How YC Startups Use AI: Agents, OCR, and Prompt Engineering with Mercoa (YC W23)
An interview with Sandeep Dinesh, Co‑Founder and CTO of Mercoa (YC W23), on building AI agents, doing OCR with LLMs, and lessons learned from AI in the trenches
Y Combinator is the highest-profile startup incubator and one of the loudest advocates of LLM adoption. They report that roughly a quarter of their portfolio lets AI write 95 percent of its code, and that nearly every new company touches AI in some way.
Mercoa fits that mold. The Winter 2023 batch company turns accounts-payable rails into an AI-powered bill-pay agent, and its CTO, Sandeep Dinesh (formerly my colleague at Google), has been shipping LLM features since the GPT-3.5 era.
In this interview we cover:
The state-machine AI agent architecture behind Mercoa’s payment product
Prompt-engineering tactics their team refined in production
How they pick models and tools (Gemini, GPT-4, BAML, Stagehand)

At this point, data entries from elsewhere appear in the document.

//! JSON file backend.

use crate::store::{LoadResult, PersistenceError, StateStore};
use chroma_metrics as metrics;
use chroma_types::CycleState;
use std::fs;
use std::io::ErrorKind;
use std::path::{Path, PathBuf};
use std::time::Instant;
use tracing::{instrument, Level};

/// Stores the record as pretty-printed JSON in a single file.
///
/// Every save rewrites the whole file. There is no locking across
/// processes; one writer at a time is assumed.
#[derive(Debug, Clone)]
pub struct JsonFileStore {
    path: PathBuf,
}

impl JsonFileStore {
    /// Create a store backed by the file at `path`. Nothing is touched until
    /// the first load or save.
    pub fn new(path: impl Into<PathBuf>) -> Self {
        Self { path: path.into() }
    }

    /// Location of the backing file.
    pub fn path(&self) -> &Path {
        &self.path
    }
}

impl StateStore for JsonFileStore {
    #[instrument(level = Level::DEBUG, skip_all, fields(
        path = %self.path.display(),
        latency_us = tracing::field::Empty,
    ))]
    fn load(&self) -> LoadResult {
        let start = Instant::now();
        let result = match fs::read_to_string(&self.path) {
            Ok(contents) => LoadResult::from_json(&contents),
            Err(e) if e.kind() == ErrorKind::NotFound => LoadResult::Absent,
            Err(e) => LoadResult::Corrupt {
                reason: format!("unreadable record: {e}"),
            },
        };
        let elapsed = start.elapsed();
        metrics::record_storage_read(elapsed.as_secs_f64());
        tracing::Span::current().record("latency_us", elapsed.as_micros() as u64);

        result
    }

    #[instrument(level = Level::DEBUG, skip_all, fields(
        path = %self.path.display(),
        color_index = state.color_index,
    ))]
    fn save(&self, state: &CycleState) -> Result<(), PersistenceError> {
        let start = Instant::now();
        let encoded = serde_json::to_string_pretty(state)?;

        if let Some(parent) = self.path.parent() {
            if !parent.as_os_str().is_empty() {
                fs::create_dir_all(parent).map_err(|source| PersistenceError::Write {
                    path: self.path.clone(),
                    source,
                })?;
            }
        }

        fs::write(&self.path, encoded).map_err(|source| PersistenceError::Write {
            path: self.path.clone(),
            source,
        })?;
        metrics::record_storage_write(start.elapsed().as_secs_f64());

        Ok(())
    }

    fn clear(&self) -> Result<(), PersistenceError> {
        match fs::remove_file(&self.path) {
            Ok(()) => Ok(()),
            Err(e) if e.kind() == ErrorKind::NotFound => Ok(()),
            Err(source) => Err(PersistenceError::Remove {
                path: self.path.clone(),
                source,
            }),
        }
    }
}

Advice for founders and engineers who want to move faster with AI
Interviewer: Bill Prin, AI Engineering Report
Bill: Quick intro – what is Mercoa?
Sandeep: Mercoa is an embedded accounts‑payable and accounts‑receivable platform. We sell to vertical SaaS, banks, and payment issuers such as Mercury or Brex. Their end customers are businesses that handle thousands of bills each month.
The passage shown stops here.